ENTRIES SUPPLIED Block Start

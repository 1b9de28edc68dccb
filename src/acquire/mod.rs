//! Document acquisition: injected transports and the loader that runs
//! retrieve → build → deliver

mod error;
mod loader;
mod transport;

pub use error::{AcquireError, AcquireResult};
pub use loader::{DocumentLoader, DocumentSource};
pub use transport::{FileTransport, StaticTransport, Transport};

ENTRIES SUPPLIED Block End

> **PROBLEM TO SOLVE**
So that nothing is lost, please reproduce each entry exactly as written.

> **REPLY TO THE EXERCISE**
repository 1b9de28edc68dccb
filename src/acquire/mod.rs
//! Document acquisition: injected transports and the loader that runs
//! retrieve → build → deliver

mod error;
mod loader;
mod transport;

pub use error::{AcquireError, AcquireResult};
pub use loader::{DocumentLoader, DocumentSource};
pub use transport::{FileTransport, StaticTransport, Transport};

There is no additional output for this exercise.